**Work instruction:**
Wherever a line of the records contains "derive", copy that line.
§
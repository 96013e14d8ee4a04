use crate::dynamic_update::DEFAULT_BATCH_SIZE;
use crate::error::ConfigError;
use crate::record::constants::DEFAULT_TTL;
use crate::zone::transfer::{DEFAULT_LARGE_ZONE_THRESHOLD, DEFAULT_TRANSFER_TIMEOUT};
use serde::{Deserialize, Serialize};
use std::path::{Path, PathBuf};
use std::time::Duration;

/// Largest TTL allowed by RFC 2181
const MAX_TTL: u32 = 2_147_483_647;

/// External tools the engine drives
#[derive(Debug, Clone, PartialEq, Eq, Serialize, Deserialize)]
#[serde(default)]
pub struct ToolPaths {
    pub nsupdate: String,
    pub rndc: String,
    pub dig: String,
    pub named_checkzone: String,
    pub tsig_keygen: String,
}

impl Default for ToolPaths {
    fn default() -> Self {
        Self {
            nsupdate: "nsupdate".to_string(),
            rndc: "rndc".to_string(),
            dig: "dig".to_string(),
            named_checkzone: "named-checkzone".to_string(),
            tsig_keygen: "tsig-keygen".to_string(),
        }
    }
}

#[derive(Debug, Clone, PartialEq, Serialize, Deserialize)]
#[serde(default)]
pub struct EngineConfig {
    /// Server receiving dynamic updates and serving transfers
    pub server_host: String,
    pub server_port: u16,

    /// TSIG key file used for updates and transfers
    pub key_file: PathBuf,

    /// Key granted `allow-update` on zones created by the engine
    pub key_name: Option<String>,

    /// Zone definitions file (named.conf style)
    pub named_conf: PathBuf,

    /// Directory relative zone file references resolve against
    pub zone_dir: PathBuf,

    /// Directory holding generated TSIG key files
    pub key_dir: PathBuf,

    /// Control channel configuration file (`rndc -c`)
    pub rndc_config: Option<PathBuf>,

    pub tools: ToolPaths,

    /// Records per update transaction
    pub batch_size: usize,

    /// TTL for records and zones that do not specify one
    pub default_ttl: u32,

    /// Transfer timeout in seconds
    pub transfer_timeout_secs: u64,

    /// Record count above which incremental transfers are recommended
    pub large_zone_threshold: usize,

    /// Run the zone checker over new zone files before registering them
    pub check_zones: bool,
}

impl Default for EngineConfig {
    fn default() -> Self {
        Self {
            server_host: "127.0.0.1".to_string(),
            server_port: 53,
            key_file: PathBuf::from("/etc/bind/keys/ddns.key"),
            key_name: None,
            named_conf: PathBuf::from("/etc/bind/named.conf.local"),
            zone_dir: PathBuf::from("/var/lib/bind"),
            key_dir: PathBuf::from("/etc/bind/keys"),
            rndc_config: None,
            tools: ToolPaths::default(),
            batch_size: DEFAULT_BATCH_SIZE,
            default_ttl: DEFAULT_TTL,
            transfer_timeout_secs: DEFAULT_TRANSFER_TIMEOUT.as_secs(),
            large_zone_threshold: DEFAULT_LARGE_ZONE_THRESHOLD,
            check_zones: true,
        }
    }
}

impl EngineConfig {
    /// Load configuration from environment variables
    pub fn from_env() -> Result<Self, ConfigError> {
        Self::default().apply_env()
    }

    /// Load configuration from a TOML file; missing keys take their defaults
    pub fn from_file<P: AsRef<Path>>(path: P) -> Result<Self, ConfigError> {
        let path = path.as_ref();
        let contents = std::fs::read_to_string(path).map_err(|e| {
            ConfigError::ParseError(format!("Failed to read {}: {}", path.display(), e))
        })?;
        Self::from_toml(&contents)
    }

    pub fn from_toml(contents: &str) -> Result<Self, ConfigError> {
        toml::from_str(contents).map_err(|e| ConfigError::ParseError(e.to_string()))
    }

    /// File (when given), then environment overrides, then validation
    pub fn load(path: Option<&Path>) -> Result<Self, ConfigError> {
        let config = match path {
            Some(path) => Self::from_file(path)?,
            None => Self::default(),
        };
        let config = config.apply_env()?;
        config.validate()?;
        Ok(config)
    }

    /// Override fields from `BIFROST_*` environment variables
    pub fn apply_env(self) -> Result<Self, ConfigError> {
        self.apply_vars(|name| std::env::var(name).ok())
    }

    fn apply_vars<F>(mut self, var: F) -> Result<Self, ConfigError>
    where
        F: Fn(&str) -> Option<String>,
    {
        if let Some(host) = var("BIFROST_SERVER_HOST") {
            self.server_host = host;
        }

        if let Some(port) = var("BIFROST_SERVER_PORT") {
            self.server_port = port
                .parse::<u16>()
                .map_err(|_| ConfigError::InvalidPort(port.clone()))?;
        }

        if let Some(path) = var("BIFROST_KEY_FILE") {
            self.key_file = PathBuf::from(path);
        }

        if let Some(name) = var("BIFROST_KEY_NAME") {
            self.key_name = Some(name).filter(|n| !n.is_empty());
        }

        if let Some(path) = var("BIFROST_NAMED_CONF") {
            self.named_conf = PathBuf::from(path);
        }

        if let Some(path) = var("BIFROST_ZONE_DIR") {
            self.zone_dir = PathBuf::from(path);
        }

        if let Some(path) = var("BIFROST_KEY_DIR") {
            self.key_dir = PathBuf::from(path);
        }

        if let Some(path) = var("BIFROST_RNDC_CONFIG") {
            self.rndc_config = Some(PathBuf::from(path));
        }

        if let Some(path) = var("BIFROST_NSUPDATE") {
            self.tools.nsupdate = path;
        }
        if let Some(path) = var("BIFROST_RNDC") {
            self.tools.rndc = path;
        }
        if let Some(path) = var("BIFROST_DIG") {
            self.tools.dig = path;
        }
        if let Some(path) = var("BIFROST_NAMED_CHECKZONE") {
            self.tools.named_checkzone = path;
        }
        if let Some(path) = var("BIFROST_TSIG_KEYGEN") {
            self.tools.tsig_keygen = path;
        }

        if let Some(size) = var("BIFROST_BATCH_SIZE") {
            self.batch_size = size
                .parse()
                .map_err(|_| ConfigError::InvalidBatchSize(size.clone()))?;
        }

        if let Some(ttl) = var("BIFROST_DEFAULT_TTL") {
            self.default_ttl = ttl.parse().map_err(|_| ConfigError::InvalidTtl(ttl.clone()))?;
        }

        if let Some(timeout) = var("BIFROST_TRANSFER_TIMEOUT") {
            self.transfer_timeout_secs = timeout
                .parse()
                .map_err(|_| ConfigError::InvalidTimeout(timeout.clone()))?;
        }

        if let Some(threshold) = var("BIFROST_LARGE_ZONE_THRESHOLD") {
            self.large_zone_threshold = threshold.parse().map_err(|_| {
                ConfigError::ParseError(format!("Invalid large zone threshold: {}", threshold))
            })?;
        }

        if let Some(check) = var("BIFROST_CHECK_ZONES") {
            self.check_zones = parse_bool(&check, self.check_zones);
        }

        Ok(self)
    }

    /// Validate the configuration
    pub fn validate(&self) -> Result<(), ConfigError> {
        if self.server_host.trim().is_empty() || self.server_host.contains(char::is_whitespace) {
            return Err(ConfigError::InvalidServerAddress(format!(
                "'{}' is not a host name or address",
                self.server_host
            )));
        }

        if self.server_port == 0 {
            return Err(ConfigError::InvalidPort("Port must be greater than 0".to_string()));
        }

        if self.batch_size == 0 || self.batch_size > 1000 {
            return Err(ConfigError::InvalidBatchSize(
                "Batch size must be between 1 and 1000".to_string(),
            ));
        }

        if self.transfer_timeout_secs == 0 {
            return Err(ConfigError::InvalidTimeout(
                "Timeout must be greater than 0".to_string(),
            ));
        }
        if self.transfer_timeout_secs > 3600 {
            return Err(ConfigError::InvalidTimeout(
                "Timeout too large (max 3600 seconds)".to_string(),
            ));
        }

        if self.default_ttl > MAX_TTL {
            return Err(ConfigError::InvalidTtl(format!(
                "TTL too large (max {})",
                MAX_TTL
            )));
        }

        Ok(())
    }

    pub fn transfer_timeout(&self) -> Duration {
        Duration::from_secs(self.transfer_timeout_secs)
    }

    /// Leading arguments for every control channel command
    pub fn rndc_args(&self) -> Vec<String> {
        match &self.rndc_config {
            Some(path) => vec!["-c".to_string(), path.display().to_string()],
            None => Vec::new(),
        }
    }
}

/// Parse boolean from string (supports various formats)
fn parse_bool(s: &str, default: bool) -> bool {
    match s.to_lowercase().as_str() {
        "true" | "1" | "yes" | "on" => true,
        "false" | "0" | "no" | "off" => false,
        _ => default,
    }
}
§
**Task answer:**
#[derive(Debug, Clone, PartialEq, Eq, Serialize, Deserialize)]
#[derive(Debug, Clone, PartialEq, Serialize, Deserialize)]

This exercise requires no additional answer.